Along Regnbågsallén, an approximately 300 metre-long walking and cycle path that cuts through the entire campus area at Luleå University of Technology, artist Johannes Heldén has created the artwork Sediment.
Along Regnbågsallén, an approximately 300 metre-long walking and cycle path that cuts through the entire campus area at Luleå University of Technology, artist Johannes Heldén has created the artwork Sediment.
The work comprises 16 large, laser-cut pieces of sheet metal, made of corten steel, which have been mounted on the short sides of the bicycle shelters along both sides of Regnbågsallén.
Drawing inspiration from Charles och Ray Eames’s short film Powers of Ten and science communicator Carl Sagan, the artistic intervention is a story, a journey that starts in the bowels of the earth, progresses through sediment and groundwater and via the thin biosphere and the surface of the planet, continues out into the stratosphere, the moon, the solar system, the Milky Way and towards the end of the known universe.

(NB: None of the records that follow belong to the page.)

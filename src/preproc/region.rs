// 條件編譯區域追蹤
//
// 把宣告式的 grammar 規則改寫成顯式的有限狀態機：
// `ifdef/`ifndef 推入區域，`else 翻轉，`endif 彈出。
// 狀態 = 巢狀深度 + 各層 active 旗標

use crate::preproc::defines::DefineTable;
use crate::preproc::directive::Directive;

/// 一個由條件編譯指令界定的區域
#[derive(Debug, Clone, Copy, PartialEq, Eq)]
pub struct Region {
    /// 推入時外層是否 active（巢狀在 disabled 祖先之下的區域永遠 disabled）
    pub parent_active: bool,
    /// 此區域的 token 是否視為會被編譯
    pub active: bool,
}

/// 區域堆疊
///
/// 每次檔案掃描建立一份，掃描結束即丟棄；不跨檔案、不跨 session。
/// 堆疊永不 underflow：多出來的 `endif/`else 會被忽略並記一條警告
#[derive(Debug, Clone, PartialEq, Eq, Default)]
pub struct RegionStack {
    regions: Vec<Region>,
}

impl RegionStack {
    pub fn new() -> Self {
        Self::default()
    }

    /// 目前位置是否 active（空堆疊 = 檔案根層，永遠 active）
    pub fn is_active(&self) -> bool {
        self.regions.last().map(|r| r.active).unwrap_or(true)
    }

    /// 巢狀深度
    pub fn depth(&self) -> usize {
        self.regions.len()
    }

    /// 推入新區域；cond 為此區域自身條件的結果
    pub fn push(&mut self, cond: bool) {
        let parent_active = self.is_active();
        self.regions.push(Region {
            parent_active,
            active: parent_active && cond,
        });
    }

    /// `else：翻轉頂端區域，除非外層已 disabled（此時兩側都維持 disabled）
    pub fn flip_else(&mut self) {
        match self.regions.last_mut() {
            Some(top) => top.active = top.parent_active && !top.active,
            None => log::warn!("`else without matching `ifdef/`ifndef, ignored"),
        }
    }

    /// `endif：彈出頂端區域
    pub fn pop(&mut self) {
        if self.regions.pop().is_none() {
            log::warn!("`endif without matching `ifdef/`ifndef, ignored");
        }
    }
}

/// 指令驅動的條件編譯追蹤器
///
/// 兩種模式：
/// - 結構模式（預設）：不查巨集表，條件一律視為成立；
///   「disabled」只反映巢狀在 disabled 祖先或 `else 另一側之下
/// - 求值模式：以 DefineTable 求 `ifdef/`ifndef 的真值，
///   並在掃描過程中處理 `define/`undef/`resetall
///
/// ⚠️ `elsif 在兩種模式下都不改變狀態（已知限制）
#[derive(Debug, Clone, PartialEq, Eq)]
pub struct ConditionalTracker {
    stack: RegionStack,
    defines: Option<DefineTable>,
}

impl ConditionalTracker {
    /// 結構模式
    pub fn structural() -> Self {
        Self {
            stack: RegionStack::new(),
            defines: None,
        }
    }

    /// 求值模式，table 可預先種入 -D 名稱
    pub fn evaluated(table: DefineTable) -> Self {
        Self {
            stack: RegionStack::new(),
            defines: Some(table),
        }
    }

    pub fn is_active(&self) -> bool {
        self.stack.is_active()
    }

    pub fn depth(&self) -> usize {
        self.stack.depth()
    }

    pub fn defines(&self) -> Option<&DefineTable> {
        self.defines.as_ref()
    }

    pub fn defines_mut(&mut self) -> Option<&mut DefineTable> {
        self.defines.as_mut()
    }

    pub fn into_defines(self) -> Option<DefineTable> {
        self.defines
    }

    /// 套用一條指令
    pub fn apply(&mut self, directive: &Directive) {
        match directive {
            Directive::Ifdef(name) => {
                let cond = self
                    .defines
                    .as_ref()
                    .map(|t| t.contains(name))
                    .unwrap_or(true);
                self.stack.push(cond);
            }
            Directive::Ifndef(name) => {
                let cond = self
                    .defines
                    .as_ref()
                    .map(|t| !t.contains(name))
                    .unwrap_or(true);
                self.stack.push(cond);
            }
            Directive::Else => self.stack.flip_else(),
            Directive::Endif => self.stack.pop(),
            // 求值模式下，disabled 區域內的 define/undef 不改巨集表
            Directive::Define(name) => {
                if self.stack.is_active() {
                    if let Some(table) = self.defines.as_mut() {
                        table.define(name);
                    }
                }
            }
            Directive::Undef(name) => {
                if self.stack.is_active() {
                    if let Some(table) = self.defines.as_mut() {
                        table.undef(name);
                    }
                }
            }
            Directive::Resetall => {
                if self.stack.is_active() {
                    if let Some(table) = self.defines.as_mut() {
                        table.clear();
                    }
                }
            }
            // elsif 不支援：狀態不變，後續 token 沿用目前分類
            Directive::Elsif(_) => {}
            Directive::Include(_) | Directive::Other(_) => {}
        }
    }
}

impl Default for ConditionalTracker {
    fn default() -> Self {
        Self::structural()
    }
}

#[cfg(test)]
mod tests {
    use super::*;

    fn apply_all(tracker: &mut ConditionalTracker, directives: &[Directive]) {
        for d in directives {
            tracker.apply(d);
        }
    }

    #[test]
    fn test_structural_ifdef_stays_active() {
        // 結構模式不求值：區域跟隨外層的 active 狀態
        let mut t = ConditionalTracker::structural();
        t.apply(&Directive::Ifdef("ANY".to_string()));
        assert!(t.is_active());
        assert_eq!(t.depth(), 1);
        t.apply(&Directive::Endif);
        assert_eq!(t.depth(), 0);
        assert!(t.is_active());
    }

    #[test]
    fn test_else_flips_under_active_parent() {
        let mut t = ConditionalTracker::structural();
        t.apply(&Directive::Ifdef("A".to_string()));
        assert!(t.is_active());
        t.apply(&Directive::Else);
        assert!(!t.is_active());
        t.apply(&Directive::Endif);
        assert!(t.is_active());
    }

    #[test]
    fn test_nested_under_disabled_ancestor_stays_disabled() {
        // 巢狀具遞移性：disabled 祖先之下的區域永遠 disabled，
        // 連它自己的 else 也翻不回來
        let mut t = ConditionalTracker::structural();
        apply_all(
            &mut t,
            &[
                Directive::Ifdef("A".to_string()),
                Directive::Else, // 進入 disabled 側
            ],
        );
        assert!(!t.is_active());
        t.apply(&Directive::Ifdef("B".to_string()));
        assert!(!t.is_active());
        t.apply(&Directive::Else);
        assert!(!t.is_active());
        t.apply(&Directive::Endif);
        assert!(!t.is_active());
        t.apply(&Directive::Endif);
        assert!(t.is_active());
    }

    #[test]
    fn test_balanced_file_returns_to_depth_zero() {
        let mut t = ConditionalTracker::structural();
        apply_all(
            &mut t,
            &[
                Directive::Ifdef("A".to_string()),
                Directive::Ifndef("B".to_string()),
                Directive::Endif,
                Directive::Ifdef("C".to_string()),
                Directive::Else,
                Directive::Endif,
                Directive::Endif,
            ],
        );
        assert_eq!(t.depth(), 0);
        assert!(t.is_active());
    }

    #[test]
    fn test_mismatched_endif_is_ignored() {
        // 開放問題的決定：多餘的 `endif 忽略、不 panic
        let mut t = ConditionalTracker::structural();
        t.apply(&Directive::Endif);
        t.apply(&Directive::Endif);
        assert_eq!(t.depth(), 0);
        assert!(t.is_active());
        t.apply(&Directive::Else);
        assert!(t.is_active());
    }

    #[test]
    fn test_evaluated_ifdef() {
        let mut table = DefineTable::new();
        table.define("SYNTHESIS");
        let mut t = ConditionalTracker::evaluated(table);

        t.apply(&Directive::Ifdef("SYNTHESIS".to_string()));
        assert!(t.is_active());
        t.apply(&Directive::Endif);

        t.apply(&Directive::Ifdef("SIMULATION".to_string()));
        assert!(!t.is_active());
        t.apply(&Directive::Else);
        assert!(t.is_active());
        t.apply(&Directive::Endif);
    }

    #[test]
    fn test_evaluated_ifndef() {
        let mut t = ConditionalTracker::evaluated(DefineTable::new());
        t.apply(&Directive::Ifndef("UNDEFINED".to_string()));
        assert!(t.is_active());
        t.apply(&Directive::Endif);
    }

    #[test]
    fn test_evaluated_define_in_disabled_region_is_inert() {
        let mut t = ConditionalTracker::evaluated(DefineTable::new());
        t.apply(&Directive::Ifdef("NOPE".to_string()));
        assert!(!t.is_active());
        t.apply(&Directive::Define("GHOST".to_string()));
        t.apply(&Directive::Endif);
        assert!(!t.defines().unwrap().contains("GHOST"));
    }

    #[test]
    fn test_evaluated_undef_and_resetall() {
        let mut table = DefineTable::new();
        table.define("A");
        table.define("B");
        let mut t = ConditionalTracker::evaluated(table);

        t.apply(&Directive::Undef("A".to_string()));
        assert!(!t.defines().unwrap().contains("A"));
        assert!(t.defines().unwrap().contains("B"));

        t.apply(&Directive::Resetall);
        assert!(!t.defines().unwrap().contains("B"));
    }

    #[test]
    fn test_elsif_does_not_change_state() {
        // 已知限制：`elsif 不被視為條件鏈的延續。
        // 這裡斷言目前的降級行為，而不是假設正確的鏈結語意
        let mut t = ConditionalTracker::structural();
        t.apply(&Directive::Ifdef("A".to_string()));
        let before_depth = t.depth();
        let before_active = t.is_active();
        t.apply(&Directive::Elsif("B".to_string()));
        assert_eq!(t.depth(), before_depth);
        assert_eq!(t.is_active(), before_active);
        t.apply(&Directive::Endif);
        assert_eq!(t.depth(), 0);
    }
}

Visitors find themselves on a journey from the bowels of the earth towards the outermost limit of the universe.
On the laser-cut metal sheets the journey is depicted in graphic illustrations, ranging from almost abstract renditions to detailed drawings. Moving along Regnbågsallén, one finds oneself on a journey that zooms in and out from the earth’s bowels towards the outermost limit of the universe.
The starting point for the artistic intervention was to create a coherent narrative on the short sides of the bicycle shelters along the 300 metre-long Regnbågsallén. In the pictorial idiom of cartoons, the work would connect images that together could be interpreted in a predetermined sequence, creating a narrative.
Points of reference included the Altamira cave paintings, pictographic writing, ancient Egyptian tomb paintings, Trajan’s column, the Dresden Codex, Mixtec and Mayan manuscripts and the French Bayeux Tapestry, all of which are early examples of sequence art. Numerous contemporary artists have taken their points of departure in series or sequences, including Roy Lichtenstein, Agnes Martin, Öyvind Fahlström and Lena Svedberg – to name but a few.
Born in 1978 in Stockholm, Johannes Heldén is an artist, writer and musician. He works across several media with objects, text, image, music and animation. His main theme is the possible or the possibly impossible connection between human language and the unfathomable facts of the human condition – in the form of a starlit universe and the natural nature that surrounds us.
In depicting this theme, Johannes Heldén often uses idioms from science fiction and popular science. In his work, he pursues a fruitful, cross-artistic approach in which poetic, literary creation merges with a plastic, visual and even musical disposition. The imagination can branch out in multiple orbits around our eternal mystery, with the hope of, on some latitude, catching a glimpse of the incredibly beautiful.
Johannes Heldén’s art also possesses an interesting echo from the 1960s avant-garde and pluralistic, open view of art. This has resulted in an aesthetic expression in which contemporary digital and ecological discourses have taken sudden and unexpected long and shortcuts.